Friday, August 15, 2025

Hanson[34]

Scales generated by a minor third support traversing the kleisma, a comma tempered out by 53edo. Larry Hanson built keyboards that exploited this fact, so the scales are called Hanson scales. Hanson[19] is a common size such scale. Starting from pitch class 0, a sequence of eighteen minor thirds generates a scale with 19 notes per octave. The last pitch class in the series is 40. The whole sequence can be shifted by a minor third, by ommitting the starting pitch class, 0, and adding one more pitch class at the end, pitch class 1. Thus the shift is accomplished by sharpening 0 by a single step of 53edo.

With scale sizes of 7, 11, 15, and 34, shifting the sequence ahead a minor third is accomplished by flattening the 0 pitch class. For a scale size of 7, the 0 pitch class would be flattened to pitch class 45. For a scale size 11, 0 is flattened to 48; for size 15, to 51; for 34, to 52. Hanson[34] is largest such scale, a scale that can be shifted by sharpening or flattening a pitch class to an adjacent pitch class.

Here is an algorithmic piece in Hanson[34].

Tuesday, August 12, 2025

Yet More Ways to Tune a Piano

I've been exploring the possibilities for just intonation for the twelve notes per octave on a piano. One can pick a subset of the intervals to tune exactly, and then the other intervals will be have even worse errors than with conventionl equal temperament. I counted 41,844 ways to choose which intervals to tune exactly!

But much of the fun and fascination of tuning has to do with temperament. By relaxing the requirement for intervals to be tuned to exact simple frequency ratios, one can increase the number of intervals that sound acceptably. Of course equal temperament pushes this to the limit, but at the cost of thirds sounding rather rough. There are many other possible choices.

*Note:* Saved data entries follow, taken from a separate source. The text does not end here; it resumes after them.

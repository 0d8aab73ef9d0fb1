//! Application descriptors.
//!
//! The record a host hands over when it wants an application activated.

use serde::{Deserialize, Serialize};
use uuid::Uuid;

/// Where the application's work runs.
#[derive(Clone, Debug, Default, PartialEq, Eq, Serialize, Deserialize)]
#[serde(rename_all = "lowercase")]
pub enum AppType {
    /// Runs inside the host process
    #[default]
    Internal,
    /// Runs outside the host, driven through it
    External,
}

/// Schedule attached to an application.
///
/// Carried for the application's own use; the runtime only runs on demand.
#[derive(Clone, Debug, PartialEq, Eq, Serialize, Deserialize)]
#[serde(rename_all = "camelCase")]
pub struct AppSchedule {
    /// Schedule kind (e.g. "Scheduled", "OnDemand")
    pub schedule_type: String,
    /// Cron expression, when scheduled
    #[serde(default, skip_serializing_if = "Option::is_none")]
    pub cron_expression: Option<String>,
}

/// Descriptor of an application to activate.
#[derive(Clone, Debug, PartialEq, Serialize, Deserialize)]
#[serde(rename_all = "camelCase")]
pub struct AppDescriptor {
    /// Application ID
    #[serde(default = "Uuid::new_v4")]
    pub id: Uuid,
    /// Application name
    pub name: String,
    /// Display name
    #[serde(default, skip_serializing_if = "Option::is_none")]
    pub display_name: Option<String>,
    /// Identifier of the implementation to load
    pub class_name: String,
    /// Application type
    #[serde(default)]
    pub app_type: AppType,
    /// Application-specific configuration
    #[serde(default)]
    pub app_configuration: serde_json::Value,
    /// Schedule
    #[serde(default, skip_serializing_if = "Option::is_none")]
    pub app_schedule: Option<AppSchedule>,
}

impl AppDescriptor {
    /// Create a new descriptor.
    pub fn new(name: &str, class_name: &str) -> Self {
        Self {
            id: Uuid::new_v4(),
            name: name.to_string(),
            display_name: None,
            class_name: class_name.to_string(),
            app_type: AppType::Internal,
            app_configuration: serde_json::Value::Null,
            app_schedule: None,
        }
    }

    /// Set display name.
    pub fn with_display_name(mut self, display_name: &str) -> Self {
        self.display_name = Some(display_name.to_string());
        self
    }

    /// Set application type.
    pub fn with_app_type(mut self, app_type: AppType) -> Self {
        self.app_type = app_type;
        self
    }

    /// Set configuration.
    pub fn with_configuration(mut self, config: serde_json::Value) -> Self {
        self.app_configuration = config;
        self
    }

    /// Set schedule.
    pub fn with_schedule(mut self, schedule: AppSchedule) -> Self {
        self.app_schedule = Some(schedule);
        self
    }

    /// Identifier used to resolve and cache the implementation.
    pub fn identifier(&self) -> &str {
        &self.class_name
    }

    /// Deserialize the application configuration.
    pub fn configuration<T: for<'de> Deserialize<'de>>(&self) -> serde_json::Result<T> {
        serde_json::from_value(self.app_configuration.clone())
    }
}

Another way to expand the range of choices is to tune unconventional intervals between the piano keys, or to let go entirely of the seven white and five black keys of the piano, to change the layout of the keyboard. Historically, with meantone tuning, keyboards often enough had split black keys, e.g. seperate black keys for G# and Ab.

Still, it is a nice exercise to stick with the twelve piano keys and their conventional intervals, to start with a choice from among the 41,844 just intonation possibilities, and then to introduce temperament to add a few more acceptably tuned intervals.

This is a tonnetz diagram showing the Pythagorean tuning of the twelve piano keys. The piano is tuned to a chain of perfect fifths. There are no just tuned major thirds available in this tuning.

When this tuning is mapped to 53edo, the tuning system that divides the octave into 53 equal steps, the chain of perfect fifths gets flattened slightly, which brings some of the major thirds into a good approximation. These new relationships change the topology of the tuning: instead of a line segment, the tuning has been wrapped into a circular shape, a loop. The schisma is one of the commas that is tempered out by 53edo. This scale supports traversal of the schisma.

Here is an example of this tuning. This piece is built from a traversal of the schisma, looping around 64 times. A scale built from a chain of perfect fifths, and tempering out the schisma: this is a quite conventional way to tune. This piece does not sound too terribly exotic, at least to my ears!

Here is another of the 41,844 just tunings of a piano. This is built from four chains of major thirds. There are not many perfect fifths in this tuning! It's a more more exotic tuning.

When this tuning is mapped to 53edo, an additional major third is added, which forms a loop that traverses the semicomma.

Here is an example of this tuning, built from 64 traversals of the semicomma.

This exotic tuning does not have a very neat structure: for example, there are three sizes of steps between the notes. By adding one more note per octave, and shifting a couple of the other notes, a more neatly structured tuning can be created:

This tuning does not fit well on a piano keyboard. It's not just that there are thirteen notes per octave. This tuning is built from chains of major thirds of length four and five. Conventional tuning does not allow such chains!